Data excerpts
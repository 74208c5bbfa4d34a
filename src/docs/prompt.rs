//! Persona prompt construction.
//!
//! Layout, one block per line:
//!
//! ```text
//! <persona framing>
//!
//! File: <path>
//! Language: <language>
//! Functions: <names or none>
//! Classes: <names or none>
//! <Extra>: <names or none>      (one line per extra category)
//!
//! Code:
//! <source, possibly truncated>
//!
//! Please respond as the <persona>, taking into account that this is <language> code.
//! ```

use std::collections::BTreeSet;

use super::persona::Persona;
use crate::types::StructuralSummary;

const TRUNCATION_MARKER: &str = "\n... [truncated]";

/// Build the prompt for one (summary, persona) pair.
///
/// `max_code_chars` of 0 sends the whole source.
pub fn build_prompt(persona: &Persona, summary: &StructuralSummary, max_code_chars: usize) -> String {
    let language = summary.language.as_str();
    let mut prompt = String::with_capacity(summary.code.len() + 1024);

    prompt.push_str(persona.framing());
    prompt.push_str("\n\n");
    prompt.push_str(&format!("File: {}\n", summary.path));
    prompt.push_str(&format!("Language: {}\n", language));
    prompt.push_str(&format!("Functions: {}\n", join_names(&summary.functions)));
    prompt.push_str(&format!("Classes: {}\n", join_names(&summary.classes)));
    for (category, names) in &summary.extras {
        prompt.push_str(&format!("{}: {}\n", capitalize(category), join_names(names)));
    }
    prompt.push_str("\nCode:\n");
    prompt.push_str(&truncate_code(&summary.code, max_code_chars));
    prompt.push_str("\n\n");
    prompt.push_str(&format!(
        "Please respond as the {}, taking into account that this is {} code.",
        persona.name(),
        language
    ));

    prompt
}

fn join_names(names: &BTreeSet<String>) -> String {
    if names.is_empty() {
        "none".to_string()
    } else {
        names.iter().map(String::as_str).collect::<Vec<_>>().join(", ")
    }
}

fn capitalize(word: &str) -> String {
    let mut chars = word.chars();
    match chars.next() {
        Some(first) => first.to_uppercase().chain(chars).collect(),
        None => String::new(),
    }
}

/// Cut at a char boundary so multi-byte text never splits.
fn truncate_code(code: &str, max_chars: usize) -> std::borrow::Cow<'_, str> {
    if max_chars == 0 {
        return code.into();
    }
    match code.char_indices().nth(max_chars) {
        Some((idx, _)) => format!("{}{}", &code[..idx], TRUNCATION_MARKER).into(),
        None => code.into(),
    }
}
--
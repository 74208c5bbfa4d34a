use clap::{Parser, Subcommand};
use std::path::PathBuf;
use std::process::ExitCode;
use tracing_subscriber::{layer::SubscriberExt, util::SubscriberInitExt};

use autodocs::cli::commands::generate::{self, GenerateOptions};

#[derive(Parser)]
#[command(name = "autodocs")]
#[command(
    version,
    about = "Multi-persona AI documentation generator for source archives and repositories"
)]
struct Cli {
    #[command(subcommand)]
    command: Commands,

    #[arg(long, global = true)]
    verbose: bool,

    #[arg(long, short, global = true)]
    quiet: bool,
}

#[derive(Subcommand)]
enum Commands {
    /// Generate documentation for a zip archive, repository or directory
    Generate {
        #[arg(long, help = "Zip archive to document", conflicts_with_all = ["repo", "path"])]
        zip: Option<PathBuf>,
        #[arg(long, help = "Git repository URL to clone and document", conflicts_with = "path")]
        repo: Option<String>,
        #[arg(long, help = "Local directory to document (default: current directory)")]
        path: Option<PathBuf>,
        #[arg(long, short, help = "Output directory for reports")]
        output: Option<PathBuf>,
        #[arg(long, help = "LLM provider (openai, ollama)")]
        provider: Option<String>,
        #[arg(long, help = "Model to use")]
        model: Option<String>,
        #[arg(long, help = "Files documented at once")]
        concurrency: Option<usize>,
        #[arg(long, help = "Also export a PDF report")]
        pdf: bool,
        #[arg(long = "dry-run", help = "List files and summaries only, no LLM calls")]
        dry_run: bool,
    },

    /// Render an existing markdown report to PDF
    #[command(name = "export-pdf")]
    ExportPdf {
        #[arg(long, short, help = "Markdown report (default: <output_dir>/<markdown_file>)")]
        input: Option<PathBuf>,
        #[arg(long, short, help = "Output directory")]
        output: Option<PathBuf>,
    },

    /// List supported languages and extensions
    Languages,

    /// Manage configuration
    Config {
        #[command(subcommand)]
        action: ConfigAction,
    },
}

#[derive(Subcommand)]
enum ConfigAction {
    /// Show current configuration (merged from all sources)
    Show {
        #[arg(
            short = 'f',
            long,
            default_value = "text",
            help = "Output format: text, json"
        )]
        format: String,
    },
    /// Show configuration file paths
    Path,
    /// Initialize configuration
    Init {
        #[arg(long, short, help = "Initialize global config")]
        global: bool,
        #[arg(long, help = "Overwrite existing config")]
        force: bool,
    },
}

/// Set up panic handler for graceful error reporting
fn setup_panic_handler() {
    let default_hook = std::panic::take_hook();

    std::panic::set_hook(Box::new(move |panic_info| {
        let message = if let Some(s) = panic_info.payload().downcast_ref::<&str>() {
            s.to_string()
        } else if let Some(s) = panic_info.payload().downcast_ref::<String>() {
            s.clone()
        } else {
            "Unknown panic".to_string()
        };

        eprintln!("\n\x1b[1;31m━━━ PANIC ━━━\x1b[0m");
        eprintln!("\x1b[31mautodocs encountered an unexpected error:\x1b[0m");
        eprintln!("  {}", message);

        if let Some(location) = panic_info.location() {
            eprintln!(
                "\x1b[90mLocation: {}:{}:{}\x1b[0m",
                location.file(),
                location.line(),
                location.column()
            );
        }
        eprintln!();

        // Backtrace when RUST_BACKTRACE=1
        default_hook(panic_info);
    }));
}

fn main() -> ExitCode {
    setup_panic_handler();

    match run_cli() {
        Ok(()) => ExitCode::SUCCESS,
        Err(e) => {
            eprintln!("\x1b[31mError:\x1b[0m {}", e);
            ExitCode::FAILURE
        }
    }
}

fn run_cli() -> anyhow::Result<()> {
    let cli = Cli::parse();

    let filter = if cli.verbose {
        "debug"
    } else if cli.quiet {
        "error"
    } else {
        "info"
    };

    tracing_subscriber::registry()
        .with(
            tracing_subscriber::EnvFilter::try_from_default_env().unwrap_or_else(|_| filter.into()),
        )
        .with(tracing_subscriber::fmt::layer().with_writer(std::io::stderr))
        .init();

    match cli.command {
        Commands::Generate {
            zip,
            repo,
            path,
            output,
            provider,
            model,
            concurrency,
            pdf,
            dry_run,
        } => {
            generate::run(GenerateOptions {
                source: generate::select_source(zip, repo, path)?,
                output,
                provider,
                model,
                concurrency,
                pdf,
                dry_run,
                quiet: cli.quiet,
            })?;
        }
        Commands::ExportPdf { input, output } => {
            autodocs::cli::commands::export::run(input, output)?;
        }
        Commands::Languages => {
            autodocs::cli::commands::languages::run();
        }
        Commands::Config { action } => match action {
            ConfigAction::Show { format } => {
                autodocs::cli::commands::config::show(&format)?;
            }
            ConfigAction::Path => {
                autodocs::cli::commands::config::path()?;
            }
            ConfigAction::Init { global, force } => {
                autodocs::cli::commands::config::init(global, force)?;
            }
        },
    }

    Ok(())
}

Prompt ▸
If a line in the entries contains "provider", copy it.

Exercise result ▸
        #[arg(long, help = "LLM provider (openai, ollama)")]
        provider: Option<String>,
            provider,
                provider,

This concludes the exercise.